I can’t help but see the parallels to the bleak, early days of the HIV/AIDS crisis, when poor policies were paid for in human lives. Then, as now, scientists developed drugs that offered hope in the face of a new and lethal disease. And yet, myopic policy decisions meant the world’s poorest, most vulnerable people did not have immediate access to these drugs. Instead, they languished as the epidemic spiraled out of control. Many African countries, especially smaller ones like Lesotho where I am from, lost hundreds of talented young professionals, robbing these nations of desperately required skills in critical areas like education. Scores of health workers perished too, and these countries’ healthcare sectors still haven’t fully recovered. These losses are immeasurable. Now, COVID-19 is repeating this devastation, and the sequalae, particularly for the most vulnerable nations, will persist long after the pandemic ends. Have we learned nothing from these failures?
Policymakers, the global health community, and the private sector must urgently rise to the gravity of this moment. We can do so much better—if scientists can develop vaccines and diagnostics for a disease that was unknown just a year ago, policymakers can surely devise a way to ensure equitable access to these lifesaving tools. At the UN Technology Bank, we launched the Technology Access Partnership in the early days of the COVID-19 pandemic as a way to ensure least developed countries’ access to diagnostics, medical devices (ventilators, oxygen, pulse oximeters, etc.), personal protective equipment and other medical technologies they need to protect their citizens. Our platform connects manufacturers and entrepreneurs in developing countries with global innovators, universities and others who make their intellectual property and technologies available in order to serve the common good. We act as a matchmaker between those who have technologies and those who are looking to produce them, providing technical, legal and regulatory guidance throughout the process. Our intention is to get as many products to as many people as possible to tackle this pandemic.
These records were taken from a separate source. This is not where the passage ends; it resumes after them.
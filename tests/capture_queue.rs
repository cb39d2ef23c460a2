//! Capture Queue Tests
//!
//! Queue writer behavior end to end against the reference engine:
//! - recursion suppression produces no rows, for every capture path
//! - DDL capture is one row per surviving object, position-ordered
//! - drop capture is one batch per statement
//! - rollback discards queued rows

use duplexdb::capture::{QueueWriter, TAG_SQL};
use duplexdb::catalog;
use duplexdb::engine::{
    CreationCommand, DroppedObjectReport, EventTriggerContext, EventTriggerKind, MemoryEngine,
};
use duplexdb::session::{ReplayMode, SessionContext};

// =============================================================================
// Helper Functions
// =============================================================================

fn engine() -> MemoryEngine {
    let engine = MemoryEngine::new("node_a", "appdb");
    catalog::bootstrap(&engine).unwrap();
    engine
}

fn creation(identity: &str) -> CreationCommand {
    CreationCommand {
        command_tag: "CREATE TABLE".to_string(),
        object_type: "table".to_string(),
        schema: Some("app".to_string()),
        identity: identity.to_string(),
        in_extension: false,
        command_text: format!("CREATE TABLE {identity} (id BIGINT NOT NULL, PRIMARY KEY (id))"),
    }
}

fn dropped(name: &str, original: bool, normal: bool) -> DroppedObjectReport {
    DroppedObjectReport {
        original,
        normal,
        object_type: "table".to_string(),
        address_names: vec!["app".to_string(), name.to_string()],
        schema: Some("app".to_string()),
    }
}

fn ddl_end() -> EventTriggerContext {
    EventTriggerContext {
        kind: EventTriggerKind::DdlCommandEnd,
    }
}

fn sql_drop() -> EventTriggerContext {
    EventTriggerContext {
        kind: EventTriggerKind::SqlDrop,
    }
}

// =============================================================================
// Recursion Suppression (no rows while replaying)
// =============================================================================

/// With either suppression flag set, no capture call produces a queued
/// row: the calls are idempotent no-ops.
#[test]
fn test_suppressed_sessions_queue_nothing() {
    for mode in [ReplayMode::LocalWrapped, ReplayMode::RemoteOrigin] {
        let engine = engine();
        let session = SessionContext::new("ada", "appdb");
        engine.inject_creation_report(creation("app.t"));
        engine.inject_drop_report(dropped("t", true, false));

        let txn = engine.begin();
        let writer = QueueWriter::new(&engine);
        {
            let _replay = session.enter_replay(mode);
            assert_eq!(
                writer
                    .on_ddl_command_end(&session, txn, &ddl_end(), &engine)
                    .unwrap(),
                0
            );
            assert!(writer
                .on_sql_drop(&session, txn, &sql_drop(), &engine)
                .unwrap()
                .is_none());
        }
        engine.commit(txn);

        assert!(catalog::committed_commands(&engine).unwrap().is_empty());
        assert!(catalog::committed_drop_batches(&engine).unwrap().is_empty());
    }
}

/// Suppression is scoped: once the replay guard drops, the same session
/// captures normally again.
#[test]
fn test_capture_resumes_after_replay_ends() {
    let engine = engine();
    let session = SessionContext::new("ada", "appdb");

    {
        let _replay = session.enter_replay(ReplayMode::RemoteOrigin);
        engine.inject_creation_report(creation("app.remote"));
        let txn = engine.begin();
        let writer = QueueWriter::new(&engine);
        assert_eq!(
            writer
                .on_ddl_command_end(&session, txn, &ddl_end(), &engine)
                .unwrap(),
            0
        );
        engine.commit(txn);
    }

    // Reports from the replayed statement are gone; a fresh local
    // statement captures.
    engine.inject_creation_report(creation("app.local"));
    let txn = engine.begin();
    let writer = QueueWriter::new(&engine);
    assert_eq!(
        writer
            .on_ddl_command_end(&session, txn, &ddl_end(), &engine)
            .unwrap(),
        1
    );
    engine.commit(txn);
    assert_eq!(catalog::committed_commands(&engine).unwrap().len(), 1);
}

// =============================================================================
// DDL Capture
// =============================================================================

/// One row per reported object, queued in report (dependency) order,
/// with positions monotonic in that order.
#[test]
fn test_ddl_rows_follow_report_order() {
    let engine = engine();
    let session = SessionContext::new("ada", "appdb");
    engine.inject_creation_report(creation("app.parent"));
    engine.inject_creation_report(creation("app.child"));

    let txn = engine.begin();
    let writer = QueueWriter::new(&engine);
    writer
        .on_ddl_command_end(&session, txn, &ddl_end(), &engine)
        .unwrap();
    engine.commit(txn);

    let commands = catalog::committed_commands(&engine).unwrap();
    assert_eq!(commands.len(), 2);
    assert!(commands[0].command_text.contains("app.parent"));
    assert!(commands[1].command_text.contains("app.child"));
    assert!(commands[0].position < commands[1].position);
}

/// The queued row records the capturing session's actor.
#[test]
fn test_actor_is_recorded() {
    let engine = engine();
    let session = SessionContext::new("grace", "appdb");
    let txn = engine.begin();
    let writer = QueueWriter::new(&engine);
    writer
        .queue_ddl_command(&session, txn, TAG_SQL, "DROP TABLE app.t")
        .unwrap();
    engine.commit(txn);

    let commands = catalog::committed_commands(&engine).unwrap();
    assert_eq!(commands[0].actor, "grace");
}

// =============================================================================
// Drop Capture
// =============================================================================

/// Many dropped objects, one batch: atomic replay of an atomic drop.
#[test]
fn test_statement_drops_into_one_batch() {
    let engine = engine();
    let session = SessionContext::new("ada", "appdb");
    engine.inject_drop_report(dropped("a", true, false));
    engine.inject_drop_report(dropped("b", true, false));
    engine.inject_drop_report(dropped("a_pkey", false, false)); // internal

    let txn = engine.begin();
    let writer = QueueWriter::new(&engine);
    writer
        .on_sql_drop(&session, txn, &sql_drop(), &engine)
        .unwrap();
    engine.commit(txn);

    let batches = catalog::committed_drop_batches(&engine).unwrap();
    assert_eq!(batches.len(), 1);
    assert_eq!(batches[0].dropped_objects.len(), 2);
}

// =============================================================================
// Transactionality
// =============================================================================

/// An aborted transaction leaves no trace in either queue.
#[test]
fn test_rollback_discards_captured_rows() {
    let engine = engine();
    let session = SessionContext::new("ada", "appdb");
    engine.inject_creation_report(creation("app.t"));
    engine.inject_drop_report(dropped("u", true, false));

    let txn = engine.begin();
    let writer = QueueWriter::new(&engine);
    writer
        .on_ddl_command_end(&session, txn, &ddl_end(), &engine)
        .unwrap();
    writer
        .on_sql_drop(&session, txn, &sql_drop(), &engine)
        .unwrap();

    // Visible to the writing transaction before commit.
    assert_eq!(catalog::commands_visible_to(&engine, txn).unwrap().len(), 1);

    engine.abort(txn);
    assert!(catalog::committed_commands(&engine).unwrap().is_empty());
    assert!(catalog::committed_drop_batches(&engine).unwrap().is_empty());
}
But our work depends on partnership, political will and a break with orthodox thinking. Least developed countries urgently need access to relevant technologies in order to rapidly undertake local production of tests, treatments and other medical equipment. The Technology Bank has the mechanisms to support that transfer, but pharmaceutical companies and governments need to step up. We at the Technology Access Partnership have been in contact with manufacturers in developing countries that want to ramp up production of diagnostics, medical devices. They stand ready and willing to support this global effort. And yet, they struggle to access the technology they need—technology that other actors in the health sector currently hold and could easily share. This would save lives. All governments must encourage their private sectors to voluntarily share technologies that will help least developed nations protect their own populations.
We cannot accept a situation where the vast majority of the world’s population has no hope of being vaccinated in the near future; where even access to oxygen, masks and testing is not assured; and the most vulnerable nations stand to suffer social and economic consequences that will take generations to overcome. The scientists who have raced to develop these lifesaving technological breakthroughs have demonstrated the power of collaboration, solidarity and innovative thinking to solve enormous problems. Policymakers must follow their example.